Because of this risk, people receive vaccines to help protect them from infection with these organisms. Patients should also make sure they receive the influenza vaccine every year.
Some patients should take antibiotics daily to prevent infections, particularly when they have another disorder such as sickle cell anemia or cancer, which increases the risk of developing life-threatening illnesses.
The function of the spleen is to act as a filter of the blood; this can control the amount of blood stored in the body.
But its primary function is in conjunction with the lymph nodes, localize bacteria, viruses, and some microorganisms.
The spleen produces white blood cells or lymphocytes that will be responsible for producing antibodies that fight them, preventing the spread of infections.
Conditions of the spleen that reduce its functions
When the spleen is enlarged, it is usually caused by specific diseases and certain infections such as:
- Viral infections.
- Bacterial type infections.
- Parasitic infections, such as malaria.
- Metabolic disorders
- Hemolytic anemia .
- Liver diseases, such as cirrhosis.
- Blood cancers and lymphomas, such as Hodgkin’s disease.
- The pressure or blood clots in the veins of the liver or spleen.
The broken spleen:
The spleen is vulnerable to injury, and a ruptured spleen can cause severe, life-threatening internal bleeding. An injured spleen may rupture immediately, days and weeks after the injury.
Sickle cell disease:
This is a hereditary form of anemia, where abnormal red blood cells block blood flow through the vessels, potentially causing damage to organs, including the spleen.
The thrombocytopenia :
It is a low platelet count; when there is an enlarged spleen, it sometimes stores an excessive number of platelets in the body.

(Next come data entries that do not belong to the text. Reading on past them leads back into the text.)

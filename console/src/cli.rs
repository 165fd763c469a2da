use clap::{Args, Parser, Subcommand, ValueEnum};
use rag_client::models::{DEFAULT_CHUNK_OVERLAP, DEFAULT_K, DEFAULT_RERANK_K, DEFAULT_TEMPERATURE};
use rag_client::{
    IndexSelection, ManualKeywords, ParameterError, QueryParameters, QueryRequest,
};

/// Query a RAG service: health check, keywords, parameters, query and history.
#[derive(Parser, Debug)]
#[command(author, version, about, long_about = None)]
pub struct Cli {
    #[command(flatten)]
    pub retrieval: RetrievalArgs,

    #[command(subcommand)]
    pub command: Command,
}

#[derive(Args, Debug)]
pub struct RetrievalArgs {
    /// Base URL of the RAG service [default: $RAG_BASE_URL or the placeholder URL]
    #[arg(long, global = true)]
    pub base_url: Option<String>,

    /// Sampling temperature (0.0 - 1.0)
    #[arg(long, default_value_t = DEFAULT_TEMPERATURE, global = true)]
    pub temperature: f32,

    /// Documents to retrieve (1 - 20)
    #[arg(short, long, default_value_t = DEFAULT_K, global = true)]
    pub k: u32,

    /// Chunk overlap (0 - 50)
    #[arg(long, default_value_t = DEFAULT_CHUNK_OVERLAP, global = true)]
    pub chunk_overlap: u32,

    #[arg(long, value_enum, default_value_t = IndexType::Basic, global = true)]
    pub index_type: IndexType,

    /// Rerank depth (1 - 20), only sent with --index-type rerank
    #[arg(long, default_value_t = DEFAULT_RERANK_K, global = true)]
    pub rerank_k: u32,
}

#[derive(ValueEnum, Clone, Copy, Debug, PartialEq, Eq)]
pub enum IndexType {
    Basic,
    Rerank,
}

#[derive(Subcommand, Debug)]
pub enum Command {
    /// Run the full pipeline for one query
    Query(QueryArgs),
    /// Check health and submit the retrieval parameters only
    Configure,
}

#[derive(Args, Debug)]
pub struct QueryArgs {
    /// The question to ask
    pub query: String,

    /// Manual keywords, comma-separated
    #[arg(long, default_value = "")]
    pub keywords: String,

    /// Also fetch the conversation history
    #[arg(long, default_value_t = false)]
    pub show_history: bool,

    /// History entries to fetch and use as context (1 - 10)
    #[arg(long, default_value_t = 1)]
    pub history_limit: u32,
}

impl RetrievalArgs {
    /// `default_base_url` is used when `--base-url` was not given.
    pub fn parameters(&self, default_base_url: &str) -> Result<QueryParameters, ParameterError> {
        let index = match self.index_type {
            IndexType::Basic => IndexSelection::Basic,
            IndexType::Rerank => IndexSelection::Rerank {
                rerank_k: self.rerank_k,
            },
        };

        QueryParameters::new(
            self.base_url.as_deref().unwrap_or(default_base_url),
            self.temperature,
            self.k,
            self.chunk_overlap,
            index,
        )
    }
}

impl QueryArgs {
    pub fn keywords(&self) -> ManualKeywords {
        ManualKeywords::parse(&self.keywords)
    }

    pub fn request(&self) -> Result<QueryRequest, ParameterError> {
        let limit = self.show_history.then_some(self.history_limit);
        if let Some(limit) = limit {
            if limit == 0 {
                return Err(ParameterError::HistoryLimit(limit));
            }
        }
        QueryRequest::new(self.query.clone(), limit)
    }
}
use crate::error::StageError;
use crate::models::*;
use reqwest::{Client, RequestBuilder, Response};
use serde::de::DeserializeOwned;
use serde_json::Value;
use std::time::Duration;

/// Typed calls against one RAG service. Every call takes its own timeout.
pub struct RagApiClient {
    client: Client,
    base_url: String,
}

impl RagApiClient {
    pub fn new(client: Client, base_url: &str) -> Self {
        Self {
            client,
            base_url: base_url.trim_end_matches('/').to_string(),
        }
    }

    pub fn base_url(&self) -> &str {
        &self.base_url
    }

    pub async fn health(&self, timeout: Duration) -> Result<Value, StageError> {
        let request = self.client.get(format!("{}/health", self.base_url));
        let response = send(request, timeout).await?;
        opaque_json(response, timeout).await
    }

    pub async fn add_keywords(
        &self,
        keywords: &[String],
        timeout: Duration,
    ) -> Result<Value, StageError> {
        let request = self
            .client
            .post(format!("{}/add-keywords", self.base_url))
            .json(&AddKeywordsRequest { keywords });
        let response = send(request, timeout).await?;
        opaque_json(response, timeout).await
    }

    pub async fn set_parameters(
        &self,
        body: &SetParametersRequest,
        timeout: Duration,
    ) -> Result<Value, StageError> {
        let request = self
            .client
            .post(format!("{}/set-parameters", self.base_url))
            .json(body);
        let response = send(request, timeout).await?;
        opaque_json(response, timeout).await
    }

    pub async fn query_with_details(
        &self,
        query: &QueryRequest,
        timeout: Duration,
    ) -> Result<QueryResult, StageError> {
        let mut params = vec![("query", query.query_text.clone())];
        if let Some(limit) = query.history_context_limit {
            params.push(("history_context_limit", limit.to_string()));
        }

        let request = self
            .client
            .post(format!("{}/query-with-details", self.base_url))
            .query(&params);
        let response = send(request, timeout).await?;
        typed_json(response, timeout).await
    }

    pub async fn conversation_history(
        &self,
        limit: u32,
        timeout: Duration,
    ) -> Result<Vec<HistoryEntry>, StageError> {
        let request = self
            .client
            .get(format!("{}/conversation-history", self.base_url))
            .query(&[("limit", limit)]);
        let response = send(request, timeout).await?;
        typed_json(response, timeout).await
    }
}

async fn send(request: RequestBuilder, timeout: Duration) -> Result<Response, StageError> {
    let response = request
        .timeout(timeout)
        .send()
        .await
        .map_err(|e| StageError::from_reqwest(e, timeout))?;

    let status = response.status();
    if !status.is_success() {
        let body = response.text().await.unwrap_or_default();
        return Err(StageError::Status { status, body });
    }

    Ok(response)
}

/// Bodies nobody renders: anything that is not JSON is kept as `Null`.
async fn opaque_json(response: Response, timeout: Duration) -> Result<Value, StageError> {
    let bytes = response
        .bytes()
        .await
        .map_err(|e| StageError::from_reqwest(e, timeout))?;

    match serde_json::from_slice(&bytes) {
        Ok(value) => Ok(value),
        Err(e) => {
            log::debug!("Ignoring non-JSON response body ({} bytes): {}", bytes.len(), e);
            Ok(Value::Null)
        }
    }
}

async fn typed_json<T: DeserializeOwned>(
    response: Response,
    timeout: Duration,
) -> Result<T, StageError> {
    response
        .json::<T>()
        .await
        .map_err(|e| StageError::from_reqwest(e, timeout))
}
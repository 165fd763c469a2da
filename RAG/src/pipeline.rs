//! Stage ordering for one orchestration run.
//!
//! The run is a fixed sequence of [`Stage`]s. A [`PipelinePlan`] decides which
//! of them are eligible for a given submission and how the run moves on after
//! each outcome. None of this touches the network.

use crate::error::StageError;
use crate::models::{ManualKeywords, QueryRequest};
use std::fmt;
use std::time::Duration;

#[derive(Debug, Clone, Copy, PartialEq, Eq, Hash)]
pub enum Stage {
    HealthCheck,
    KeywordRegistration,
    ParameterConfiguration,
    QueryExecution,
    HistoryRetrieval,
}

#[derive(Debug, Clone, Copy, PartialEq, Eq)]
pub enum Severity {
    /// Failure ends the run.
    Fatal,
    /// Failure is reported and the run moves on.
    NonFatal,
}

impl Stage {
    pub const ORDER: [Stage; 5] = [
        Stage::HealthCheck,
        Stage::KeywordRegistration,
        Stage::ParameterConfiguration,
        Stage::QueryExecution,
        Stage::HistoryRetrieval,
    ];

    pub fn severity(self) -> Severity {
        match self {
            Stage::HealthCheck | Stage::ParameterConfiguration => Severity::Fatal,
            Stage::KeywordRegistration | Stage::QueryExecution | Stage::HistoryRetrieval => {
                Severity::NonFatal
            }
        }
    }

    fn position(self) -> usize {
        match self {
            Stage::HealthCheck => 0,
            Stage::KeywordRegistration => 1,
            Stage::ParameterConfiguration => 2,
            Stage::QueryExecution => 3,
            Stage::HistoryRetrieval => 4,
        }
    }
}

impl fmt::Display for Stage {
    fn fmt(&self, f: &mut fmt::Formatter<'_>) -> fmt::Result {
        let name = match self {
            Stage::HealthCheck => "health check",
            Stage::KeywordRegistration => "keyword registration",
            Stage::ParameterConfiguration => "parameter configuration",
            Stage::QueryExecution => "query execution",
            Stage::HistoryRetrieval => "history retrieval",
        };
        f.write_str(name)
    }
}

#[derive(Debug, Clone, Copy, PartialEq, Eq)]
pub enum PipelineState {
    Running(Stage),
    Completed,
    Aborted { at: Stage },
}

/// Which stages a submission needs, plus the inputs those stages read.
#[derive(Debug, Clone, Copy)]
pub struct PipelinePlan<'a> {
    keywords: &'a [String],
    query: Option<&'a QueryRequest>,
}

impl<'a> PipelinePlan<'a> {
    pub fn for_query(keywords: &'a ManualKeywords, query: &'a QueryRequest) -> Self {
        Self {
            keywords: keywords.as_slice(),
            query: Some(query),
        }
    }

    /// Health check and parameter configuration only.
    pub fn configure_only() -> PipelinePlan<'static> {
        PipelinePlan {
            keywords: &[],
            query: None,
        }
    }

    pub fn keywords(&self) -> &'a [String] {
        self.keywords
    }

    pub fn query(&self) -> Option<&'a QueryRequest> {
        self.query
    }

    pub fn history_limit(&self) -> Option<u32> {
        self.query.and_then(|q| q.history_context_limit)
    }

    pub fn is_eligible(&self, stage: Stage) -> bool {
        match stage {
            Stage::HealthCheck | Stage::ParameterConfiguration => true,
            Stage::KeywordRegistration => !self.keywords.is_empty(),
            Stage::QueryExecution => self.query.is_some(),
            Stage::HistoryRetrieval => self.history_limit().is_some(),
        }
    }

    pub fn start(&self) -> PipelineState {
        self.next_after(None)
    }

    /// Transition taken once `stage` has finished.
    pub fn advance(&self, stage: Stage, succeeded: bool) -> PipelineState {
        if !succeeded && stage.severity() == Severity::Fatal {
            return PipelineState::Aborted { at: stage };
        }
        self.next_after(Some(stage))
    }

    fn next_after(&self, current: Option<Stage>) -> PipelineState {
        let from = current.map_or(0, |stage| stage.position() + 1);
        Stage::ORDER[from..]
            .iter()
            .copied()
            .find(|stage| self.is_eligible(*stage))
            .map_or(PipelineState::Completed, PipelineState::Running)
    }

    /// Eligible stages in run order, assuming every call succeeds.
    pub fn stages(&self) -> Vec<Stage> {
        Stage::ORDER
            .iter()
            .copied()
            .filter(|stage| self.is_eligible(*stage))
            .collect()
    }
}

#[derive(Debug, Clone, Copy, PartialEq, Eq)]
pub enum AttemptState {
    Attempting(Duration),
    Retrying(Duration),
    Succeeded,
    Failed,
}

impl AttemptState {
    /// Timeout for the next call, or `None` once the stage has settled.
    pub fn timeout(self) -> Option<Duration> {
        match self {
            AttemptState::Attempting(t) | AttemptState::Retrying(t) => Some(t),
            AttemptState::Succeeded | AttemptState::Failed => None,
        }
    }
}

/// One retry, only after a timeout, with a longer limit.
#[derive(Debug, Clone, Copy, PartialEq, Eq)]
pub struct TimeoutEscalation {
    first: Duration,
    retry: Duration,
}

impl TimeoutEscalation {
    pub fn new(first: Duration, retry: Duration) -> Self {
        Self { first, retry }
    }

    pub fn start(&self) -> AttemptState {
        AttemptState::Attempting(self.first)
    }

    pub fn on_success(&self, _state: AttemptState) -> AttemptState {
        AttemptState::Succeeded
    }

    pub fn on_failure(&self, state: AttemptState, err: &StageError) -> AttemptState {
        match state {
            AttemptState::Attempting(_) if err.is_timeout() => AttemptState::Retrying(self.retry),
            _ => AttemptState::Failed,
        }
    }
}

#[cfg(test)]
mod tests {
    use super::*;
    use reqwest::StatusCode;

    fn keywords(input: &str) -> ManualKeywords {
        ManualKeywords::parse(input)
    }

    fn request(limit: Option<u32>) -> QueryRequest {
        QueryRequest::new("what is covered?", limit).unwrap()
    }

    #[test]
    fn full_plan_runs_every_stage_in_order() {
        let (kw, req) = (keywords("a,b"), request(Some(3)));
        let plan = PipelinePlan::for_query(&kw, &req);
        assert_eq!(plan.stages(), Stage::ORDER.to_vec());
        assert_eq!(plan.start(), PipelineState::Running(Stage::HealthCheck));
    }

    #[test]
    fn empty_keywords_and_no_history_skip_their_stages() {
        let (kw, req) = (keywords(" , "), request(None));
        let plan = PipelinePlan::for_query(&kw, &req);
        assert_eq!(
            plan.stages(),
            vec![
                Stage::HealthCheck,
                Stage::ParameterConfiguration,
                Stage::QueryExecution
            ]
        );
        assert_eq!(
            plan.advance(Stage::HealthCheck, true),
            PipelineState::Running(Stage::ParameterConfiguration)
        );
        assert_eq!(
            plan.advance(Stage::QueryExecution, true),
            PipelineState::Completed
        );
    }

    #[test]
    fn zero_history_limit_is_not_eligible() {
        let (kw, req) = (keywords(""), request(Some(0)));
        let plan = PipelinePlan::for_query(&kw, &req);
        assert!(!plan.is_eligible(Stage::HistoryRetrieval));
    }

    #[test]
    fn fatal_stages_abort_on_failure() {
        let (kw, req) = (keywords("a"), request(Some(2)));
        let plan = PipelinePlan::for_query(&kw, &req);
        assert_eq!(
            plan.advance(Stage::HealthCheck, false),
            PipelineState::Aborted {
                at: Stage::HealthCheck
            }
        );
        assert_eq!(
            plan.advance(Stage::ParameterConfiguration, false),
            PipelineState::Aborted {
                at: Stage::ParameterConfiguration
            }
        );
    }

    #[test]
    fn non_fatal_stages_continue_on_failure() {
        let (kw, req) = (keywords("a"), request(Some(2)));
        let plan = PipelinePlan::for_query(&kw, &req);
        assert_eq!(
            plan.advance(Stage::KeywordRegistration, false),
            PipelineState::Running(Stage::ParameterConfiguration)
        );
        assert_eq!(
            plan.advance(Stage::QueryExecution, false),
            PipelineState::Running(Stage::HistoryRetrieval)
        );
        assert_eq!(
            plan.advance(Stage::HistoryRetrieval, false),
            PipelineState::Completed
        );
    }

    #[test]
    fn configure_only_plan() {
        let plan = PipelinePlan::configure_only();
        assert_eq!(
            plan.stages(),
            vec![Stage::HealthCheck, Stage::ParameterConfiguration]
        );
        assert_eq!(
            plan.advance(Stage::ParameterConfiguration, true),
            PipelineState::Completed
        );
    }

    #[test]
    fn escalation_retries_once_on_timeout() {
        let policy = TimeoutEscalation::new(Duration::from_secs(60), Duration::from_secs(240));
        let timeout = StageError::Timeout {
            after: Duration::from_secs(60),
        };

        let state = policy.start();
        assert_eq!(state.timeout(), Some(Duration::from_secs(60)));

        let state = policy.on_failure(state, &timeout);
        assert_eq!(state, AttemptState::Retrying(Duration::from_secs(240)));

        let state = policy.on_failure(state, &timeout);
        assert_eq!(state, AttemptState::Failed);
        assert_eq!(state.timeout(), None);
    }

    #[test]
    fn escalation_does_not_retry_other_failures() {
        let policy = TimeoutEscalation::new(Duration::from_secs(60), Duration::from_secs(240));
        let status = StageError::Status {
            status: StatusCode::BAD_GATEWAY,
            body: String::new(),
        };
        assert_eq!(
            policy.on_failure(policy.start(), &status),
            AttemptState::Failed
        );
    }

    #[test]
    fn escalation_succeeds_from_either_attempt() {
        let policy = TimeoutEscalation::new(Duration::from_secs(1), Duration::from_secs(2));
        assert_eq!(policy.on_success(policy.start()), AttemptState::Succeeded);
        assert_eq!(
            policy.on_success(AttemptState::Retrying(Duration::from_secs(2))),
            AttemptState::Succeeded
        );
    }
}
use crate::models::{HistoryEntry, QueryResult};

pub const DIVIDER: &str = "---";

/// Where the orchestrator sends everything the user should see.
pub trait Reporter {
    /// Announces a stage before its call is issued.
    fn progress(&mut self, message: &str);
    fn success(&mut self, message: &str);
    fn failure(&mut self, message: &str);
    /// A rendered result section.
    fn block(&mut self, heading: &str, body: &str);
}

#[derive(Debug, Clone, PartialEq, Eq)]
pub enum ReportLine {
    Progress(String),
    Success(String),
    Failure(String),
    Block { heading: String, body: String },
}

/// Keeps every reported line in memory, in order.
#[derive(Debug, Default)]
pub struct Transcript {
    pub lines: Vec<ReportLine>,
}

impl Transcript {
    pub fn new() -> Self {
        Self::default()
    }

    pub fn failures(&self) -> Vec<&str> {
        self.lines
            .iter()
            .filter_map(|line| match line {
                ReportLine::Failure(message) => Some(message.as_str()),
                _ => None,
            })
            .collect()
    }

    /// Body of the first block reported under `heading`.
    pub fn section(&self, heading: &str) -> Option<&str> {
        self.lines.iter().find_map(|line| match line {
            ReportLine::Block { heading: h, body } if h == heading => Some(body.as_str()),
            _ => None,
        })
    }
}

impl Reporter for Transcript {
    fn progress(&mut self, message: &str) {
        self.lines.push(ReportLine::Progress(message.to_string()));
    }

    fn success(&mut self, message: &str) {
        self.lines.push(ReportLine::Success(message.to_string()));
    }

    fn failure(&mut self, message: &str) {
        self.lines.push(ReportLine::Failure(message.to_string()));
    }

    fn block(&mut self, heading: &str, body: &str) {
        self.lines.push(ReportLine::Block {
            heading: heading.to_string(),
            body: body.to_string(),
        });
    }
}

pub fn render_answer(result: &QueryResult) -> String {
    format!("Answer: {}", result.answer.as_deref().unwrap_or("No answer"))
}

/// Documents are numbered from 1 in the order the service returned them.
pub fn render_documents(result: &QueryResult) -> String {
    let mut out = String::new();

    for (i, doc) in result.retrieved_documents.iter().enumerate() {
        out.push_str(&format!(
            "Document {}:\nSource: {}\nContent Preview: {}\n",
            i + 1,
            doc.source.as_deref().unwrap_or("Unknown"),
            doc.content_preview
                .as_deref()
                .unwrap_or("No preview available"),
        ));
    }

    out
}

pub fn render_history(entries: &[HistoryEntry]) -> String {
    let mut out = String::new();

    for entry in entries {
        out.push_str(&format!(
            "Timestamp: {}\nQuery: {}\nAnswer: {}\n{}\n",
            entry.timestamp.as_deref().unwrap_or("N/A"),
            entry.query.as_deref().unwrap_or("N/A"),
            entry.answer.as_deref().unwrap_or("N/A"),
            DIVIDER,
        ));
    }

    out
}

#[cfg(test)]
mod tests {
    use super::*;
    use crate::models::RetrievedDocument;

    #[test]
    fn renders_answer_and_numbered_documents() {
        let result: QueryResult = serde_json::from_str(
            r#"{"answer": "42", "retrieved_documents": [{"source":"doc1","content_preview":"abc"}]}"#,
        )
        .unwrap();

        assert_eq!(render_answer(&result), "Answer: 42");
        let docs = render_documents(&result);
        assert!(docs.contains("Document 1:"));
        assert!(docs.contains("Source: doc1"));
        assert!(docs.contains("Content Preview: abc"));
    }

    #[test]
    fn missing_document_fields_use_fallbacks() {
        let result = QueryResult {
            answer: None,
            retrieved_documents: vec![
                RetrievedDocument {
                    source: None,
                    content_preview: Some("abc".to_string()),
                },
                RetrievedDocument::default(),
            ],
        };

        assert_eq!(render_answer(&result), "Answer: No answer");
        let docs = render_documents(&result);
        assert!(docs.contains("Document 1:\nSource: Unknown\nContent Preview: abc"));
        assert!(docs.contains("Document 2:\nSource: Unknown\nContent Preview: No preview available"));
    }

    #[test]
    fn history_entries_keep_order_and_dividers() {
        let entries: Vec<HistoryEntry> = serde_json::from_str(
            r#"[
                {"timestamp": "t1", "query": "q1", "answer": "a1"},
                {"timestamp": "t2", "query": "q2"},
                {"answer": "a3"}
            ]"#,
        )
        .unwrap();

        let rendered = render_history(&entries);
        assert_eq!(rendered.matches(DIVIDER).count(), 3);

        let first = rendered.find("q1").unwrap();
        let second = rendered.find("q2").unwrap();
        let third = rendered.find("a3").unwrap();
        assert!(first < second && second < third);
        assert!(rendered.contains("Timestamp: t2\nQuery: q2\nAnswer: N/A"));
        assert!(rendered.contains("Timestamp: N/A\nQuery: N/A\nAnswer: a3"));
    }

    #[test]
    fn transcript_filters_failures() {
        let mut transcript = Transcript::new();
        transcript.progress("checking");
        transcript.failure("broken");
        transcript.block("Heading", "body");

        assert_eq!(transcript.failures(), vec!["broken"]);
        assert_eq!(transcript.section("Heading"), Some("body"));
        assert_eq!(transcript.section("Other"), None);
    }
}
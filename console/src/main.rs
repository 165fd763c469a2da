mod cli;
mod console_reporter;

use anyhow::Result;
use clap::Parser;
use cli::{Cli, Command};
use console_reporter::ConsoleReporter;
use rag_client::{ClientConfig, QueryOrchestrator};

#[tokio::main]
async fn main() -> Result<()> {
    // Initialize environment variables and logging
    dotenv::dotenv().ok();
    env_logger::init();

    let cli = Cli::parse();
    let config = ClientConfig::load()?;
    let parameters = cli.retrieval.parameters(&config.base_url)?;

    log::info!("Using RAG service at {}", parameters.base_url());
    let orchestrator = QueryOrchestrator::new(config.timeouts);
    let mut reporter = ConsoleReporter;

    let summary = match &cli.command {
        Command::Configure => {
            orchestrator
                .submit_parameters(&parameters, &mut reporter)
                .await
        }
        Command::Query(args) => {
            let request = args.request()?;
            orchestrator
                .run_query(&parameters, &args.keywords(), &request, &mut reporter)
                .await
        }
    };

    if summary.aborted() {
        std::process::exit(1);
    }
    Ok(())
}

Splenomegaly can cause the abnormal appearance of a few platelets circulating in the bloodstream to which they belong.
The presence of a spleen accessory:
Approximately 10% of people have a very small extra spleen. This never causes problems and is considered normal.
Spleen functioning tests
- Physical exam: By pressing the abdomen below the left rib cage, you can feel an enlargement of the spleen and look for other signs of diseases that cause splenomegaly.
- Computed tomography: The CT scanner takes multiple photographs, and a computer creates detailed images of the abdomen. A contrast can be injected into the veins to improve the photos.
- Ultrasound: A probe is placed in the stomach, and harmless sound waves create images when reflected in the spleen and other organs. Splenomegaly can be detected by ultrasound.
- Magnetic resonance: Magnetic locks make very detailed pictures of the abdomen. The blood flow to the spleen can also be measured using a contrast dye.
- Bone marrow biopsy: A needle is inserted into a large bone (such as the pelvis), and a sample of bone marrow is removed. Leukemia or lymphoma, which causes splenomegaly, is sometimes diagnosed by a bone marrow biopsy.
- A scan of the liver and spleen: A small amount of radioactive contrast is injected into the arm. The dye moves throughout the body and is collected in both organs.